■ PROBLEM STATEMENT
Word for word, transcribe every line below.

■ THE DATA
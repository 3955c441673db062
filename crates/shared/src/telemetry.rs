//! Tracing setup shared by the pipeline binaries.

use tracing::Level;
use tracing_subscriber::layer::SubscriberExt;
use tracing_subscriber::util::SubscriberInitExt;
use tracing_subscriber::{fmt, EnvFilter};

/// Install the global subscriber. `RUST_LOG` overrides `level`; `json`
/// switches to newline-delimited JSON. Later calls are ignored.
pub fn init_tracing(json: bool, level: Level) {
    let env_filter =
        EnvFilter::try_from_default_env().unwrap_or_else(|_| EnvFilter::new(level.as_str()));

    let registry = tracing_subscriber::registry().with(env_filter);
    if json {
        registry
            .with(fmt::layer().with_target(false).with_writer(std::io::stderr).json())
            .try_init()
            .ok();
    } else {
        registry
            .with(fmt::layer().with_target(false).with_writer(std::io::stderr))
            .try_init()
            .ok();
    }
}

/// Default level for a `--verbose` flag.
pub fn level_for(verbose: bool) -> Level {
    if verbose {
        Level::DEBUG
    } else {
        Level::WARN
    }
}

#[cfg(test)]
mod tests {
    use super::*;

    #[test]
    fn test_init_tracing_is_idempotent() {
        init_tracing(false, Level::INFO);
        init_tracing(true, Level::DEBUG);
    }

    #[test]
    fn test_level_for() {
        assert_eq!(level_for(true), Level::DEBUG);
        assert_eq!(level_for(false), Level::WARN);
    }
}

■ EXERCISE RESPONSE
repository 3955c441673db062
filename crates/shared/src/telemetry.rs
//! Tracing setup shared by the pipeline binaries.

use tracing::Level;
use tracing_subscriber::layer::SubscriberExt;
use tracing_subscriber::util::SubscriberInitExt;
use tracing_subscriber::{fmt, EnvFilter};

/// Install the global subscriber. `RUST_LOG` overrides `level`; `json`
/// switches to newline-delimited JSON. Later calls are ignored.
pub fn init_tracing(json: bool, level: Level) {
    let env_filter =
        EnvFilter::try_from_default_env().unwrap_or_else(|_| EnvFilter::new(level.as_str()));

    let registry = tracing_subscriber::registry().with(env_filter);
    if json {
        registry
            .with(fmt::layer().with_target(false).with_writer(std::io::stderr).json())
            .try_init()
            .ok();
    } else {
        registry
            .with(fmt::layer().with_target(false).with_writer(std::io::stderr))
            .try_init()
            .ok();
    }
}

/// Default level for a `--verbose` flag.
pub fn level_for(verbose: bool) -> Level {
    if verbose {
        Level::DEBUG
    } else {
        Level::WARN
    }
}

#[cfg(test)]
mod tests {
    use super::*;

    #[test]
    fn test_init_tracing_is_idempotent() {
        init_tracing(false, Level::INFO);
        init_tracing(true, Level::DEBUG);
    }

    #[test]
    fn test_level_for() {
        assert_eq!(level_for(true), Level::DEBUG);
        assert_eq!(level_for(false), Level::WARN);
    }
}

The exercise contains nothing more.